Hmm, not useless at all really -- only a bug of mine. Turns out the
notInVacuumXmin stuff is essential, so I put it back.
I noticed something however -- in calculating the OldestXmin we always
consider all DBs, even though there is a parameter for skipping backends
not in the current DB -- this is because the Xmin we store in PGPROC is
always computed using all backends. The allDbs parameter only allows us
to skip the Xid of a transaction running elsewhere, but this is not very
helpful because the Xmin of transactions running in the local DB will
include those foreign Xids.
In case I'm not explaining myself, the problem is that if I open a
transaction in database A and then vacuum a table in database B, those
tuples deleted after the transaction in database A started cannot be
removed.
To solve this problem, one idea is to change the new member of PGPROC to
"current database's not in vacuum Xmin", which is the minimum of Xmins
of backends running in my database which are not executing a lazy
vacuum. This can be used to vacuum non-shared relations.

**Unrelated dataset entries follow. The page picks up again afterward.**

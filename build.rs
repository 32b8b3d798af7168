fn main() {
    // デスクトップシェル有効時のみ tauri.conf.json からコンテキストを生成する
    #[cfg(feature = "desktop")]
    tauri_build::build();
}
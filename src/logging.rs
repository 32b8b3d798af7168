//! ログ出力の初期化

use tracing::level_filters::LevelFilter;
use tracing_subscriber::EnvFilter;

/// `RUST_LOG` を読み、未指定なら info 以上を出力する
///
/// 2回目以降の呼び出しは何もしない。
pub fn init() {
    let filter = EnvFilter::builder()
        .with_default_directive(LevelFilter::INFO.into())
        .from_env_lossy();
    let _ = tracing_subscriber::fmt()
        .with_env_filter(filter)
        .with_target(false)
        .try_init();
}
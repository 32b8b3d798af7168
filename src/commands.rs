//! デスクトップシェル（Tauri）のコマンドとイベント
//!
//! 地図の描画はフロントエンド（MapLibre）側で行う。バックエンドはレイヤー操作を
//! イベントとして送り、フロントエンドはそれをそのまま地図に適用する。

use std::path::{Path, PathBuf};
use std::sync::Arc;

use parking_lot::Mutex;
use tauri::ipc::Channel;
use tauri::{AppHandle, Emitter, Manager, State};

use crate::csv_loader::{load_tile_rows, write_results_csv};
use crate::geometry::BoundingBox;
use crate::image_index::ImageAssetIndex;
use crate::inference::HttpInferenceClient;
use crate::map_sync::{
    LayerSpec, LayerStyle, MapLayerSync, RenderSurface, ViewController, ViewState,
};
use crate::model::AppConfig;
use crate::orchestrator::{BatchPredictionOrchestrator, BatchSummary};
use crate::session::{PipelineSnapshot, TileSession};
use crate::types::BatchProgress;

pub const EVENT_LAYER_UPSERT: &str = "map-layer-upsert";
pub const EVENT_LAYER_REMOVE: &str = "map-layer-remove";
pub const EVENT_FIT_BOUNDS: &str = "map-fit-bounds";
pub const EVENT_SET_VIEW: &str = "map-set-view";
pub const EVENT_SNAPSHOT: &str = "pipeline-snapshot";

pub struct AppState {
    session: Arc<TileSession>,
    config: Mutex<AppConfig>,
    config_path: PathBuf,
    view: ViewController,
}

impl AppState {
    fn new(config: AppConfig, config_path: PathBuf) -> Self {
        Self {
            session: Arc::new(TileSession::new(config.map.fallback_range)),
            view: ViewController::from(&config.map),
            config: Mutex::new(config),
            config_path,
        }
    }

    /// 設定を更新して保存する
    fn remember(&self, update: impl FnOnce(&mut AppConfig)) {
        let mut config = self.config.lock();
        update(&mut config);
        if let Err(e) = config.save(&self.config_path) {
            tracing::warn!("設定の保存に失敗: {:#}", e);
        }
    }

    // 読み込みの間は設定のロックを持たない
    fn load_tile_csv(&self, path: &str) -> Result<usize, String> {
        let settings = self.config.lock().dataset.clone();

        let rows = load_tile_rows(Path::new(path), &settings)
            .map_err(|e| format!("CSV読み込みエラー: {}", e))?;
        let count = self.session.ingest(rows).map_err(|e| e.to_string())?;

        self.remember(|config| config.update_last_csv_path(path));
        Ok(count)
    }

    fn load_image_folder(&self, path: &str) -> Result<usize, String> {
        let extension = self.config.lock().dataset.image_extension.clone();

        let index = ImageAssetIndex::from_directory(Path::new(path), &extension)
            .map_err(|e| format!("画像フォルダの読み込みエラー: {}", e))?;
        let count = self.session.set_images(index);

        self.remember(|config| config.update_last_image_dir(path));
        Ok(count)
    }
}

/// レイヤー操作をフロントエンドへのイベントとして送る描画面
struct EventSurface {
    app: AppHandle,
}

impl EventSurface {
    fn emit<S: serde::Serialize + Clone>(&self, event: &str, payload: S) {
        if let Err(e) = self.app.emit(event, payload) {
            tracing::warn!("イベント {} の送信に失敗: {}", event, e);
        }
    }
}

impl RenderSurface for EventSurface {
    fn upsert_layer(&mut self, layer: &LayerSpec) {
        self.emit(EVENT_LAYER_UPSERT, layer);
    }

    fn remove_layer(&mut self, id: &str) {
        self.emit(EVENT_LAYER_REMOVE, id);
    }

    fn fit_bounds(&mut self, bounds: &BoundingBox) {
        self.emit(EVENT_FIT_BOUNDS, bounds.to_corners());
    }

    fn set_view(&mut self, view: &ViewState) {
        self.emit(EVENT_SET_VIEW, view);
    }
}

/// タイルCSVを読み込み、データセットを置き換える
#[tauri::command]
fn load_tile_csv(path: String, state: State<AppState>) -> Result<usize, String> {
    tracing::info!("[load_tile_csv] 開始 - パス: {}", path);
    state.load_tile_csv(&path)
}

/// 画像フォルダを走査して画像対応表を置き換える
#[tauri::command]
fn load_image_folder(path: String, state: State<AppState>) -> Result<usize, String> {
    tracing::info!("[load_image_folder] 開始 - フォルダ: {}", path);
    state.load_image_folder(&path)
}

/// バッチ推論を実行し、進捗を Channel でフロントエンドに通知する
#[tauri::command]
async fn run_batch_prediction(
    on_progress: Channel<BatchProgress>,
    state: State<'_, AppState>,
) -> Result<BatchSummary, String> {
    let (client, feature_names) = {
        let config = state.config.lock();
        let client = HttpInferenceClient::new(&config.inference, &config.dataset.image_extension)
            .map_err(|e| format!("推論クライアントの初期化エラー: {}", e))?;
        (client, config.dataset.feature_names.clone())
    };

    let orchestrator =
        BatchPredictionOrchestrator::new(state.session.clone(), client, feature_names);
    orchestrator
        .run(|progress| {
            on_progress.send(*progress).ok();
        })
        .await
        .map_err(|e| e.to_string())
}

#[tauri::command]
fn get_pipeline_snapshot(state: State<AppState>) -> PipelineSnapshot {
    state.session.snapshot().as_ref().clone()
}

/// 結果一覧（tile_id, score, status）をCSVに書き出す
#[tauri::command]
fn export_results(path: String, state: State<AppState>) -> Result<usize, String> {
    write_results_csv(Path::new(&path), &state.session.dataset())
        .map_err(|e| format!("結果の書き出しエラー: {}", e))
}

#[tauri::command]
fn zoom_to_focus(app: AppHandle, state: State<AppState>) -> Option<BoundingBox> {
    let snapshot = state.session.snapshot();
    state
        .view
        .zoom_to_focus(&snapshot.records, &mut EventSurface { app })
}

#[tauri::command]
fn reset_view(app: AppHandle, state: State<AppState>) -> ViewState {
    state.view.reset_view(&mut EventSurface { app })
}

/// スナップショットの更新を地図レイヤーとフロントエンドへ転送する
fn spawn_snapshot_forwarder(app: AppHandle, session: &TileSession, style: LayerStyle) {
    let mut rx = session.subscribe();
    tauri::async_runtime::spawn(async move {
        let mut sync = MapLayerSync::new(style);
        let mut surface = EventSurface { app };
        loop {
            let snapshot = rx.borrow_and_update().clone();
            sync.apply_snapshot(&snapshot, &mut surface);
            surface.emit(EVENT_SNAPSHOT, snapshot.as_ref());
            if rx.changed().await.is_err() {
                break;
            }
        }
        tracing::debug!("スナップショットの転送を終了します");
    });
}

pub fn run() {
    crate::logging::init();
    let config = AppConfig::load_or_default();
    let style = LayerStyle::from(&config.map);
    let app_state = AppState::new(config, AppConfig::default_path());

    tauri::Builder::default()
        .plugin(tauri_plugin_dialog::init())
        .setup(move |app| {
            let state: State<AppState> = app.state();
            spawn_snapshot_forwarder(app.handle().clone(), &state.session, style);
            Ok(())
        })
        .manage(app_state)
        .invoke_handler(tauri::generate_handler![
            load_tile_csv,
            load_image_folder,
            run_batch_prediction,
            get_pipeline_snapshot,
            export_results,
            zoom_to_focus,
            reset_view,
        ])
        .run(tauri::generate_context!())
        .expect("error while running tauri application");
}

We could either add it anew, beside nonInVacuumXmin, or replace
nonInVacuumXmin. The difference will be whether we will have something
to be used to vacuum shared relations or not. I think in general,
shared relations are not vacuumed much so it shouldn't be too much of a
problem if we leave them to be vacuumed with the regular, all-databases,
include-vacuum Xmin.
The other POV is that we don't really care about long-running
transaction in other databases unless they are lazy vacuum, a case which
is appropiately covered by the patch as it currently stands. This seems
to be the POV that Hannu takes: the only long-running transactions he
cares about are lazy vacuums.
Thoughts?
--
Alvaro Herrera http://www.CommandPrompt.com/
PostgreSQL Replication, Consulting, Custom Development, 24x7 support
Ühel kenal päeval, N, 2006-07-27 kell 19:29, kirjutas Alvaro Herrera:
We could either add it anew, beside nonInVacuumXmin, or replace
nonInVacuumXmin. The difference will be whether we will have something
to be used to vacuum shared relations or not. I think in general,
shared relations are not vacuumed much so it shouldn't be too much of a
problem if we leave them to be vacuumed with the regular, all-databases,
include-vacuum Xmin.
Yes. I don't think that vacuuming shared relations will ever be a
significant performance concern.
The other POV is that we don't really care about long-running
transaction in other databases unless they are lazy vacuum, a case which
is appropiately covered by the patch as it currently stands. This seems
to be the POV that Hannu takes: the only long-running transactions he
cares about are lazy vacuums.
Yes. The original target audience of this patch are users running 24/7
OLTP databases with big slow changing tables and small fast-changing
tables which need to stay small even at the time when the big ones are
vacuumed.
The other possible transactions which _could_ possibly be ignored while
VACUUMING are those from ANALYSE and non-lazy VACUUMs.
I don't care about them as:
ANALYSE is relatively fast, even on huge tables, and thus can be
ignored.
If you do run VACUUM FULL on anything bigger than a few thousand
lines then you are not running a 24/7 OLTP database anyway.
I also can't see a usecase for OLTP database where VACUUM FREEZE is
required.
Maybe we could also start ignoring the transactions that are running the
new CONCURRENT CREATE INDEX command, as it also runs inside its own
transaction(s) which can't possibly touch the tuples in the table being
vacuumed as it locks out VACUUM on the indexed table.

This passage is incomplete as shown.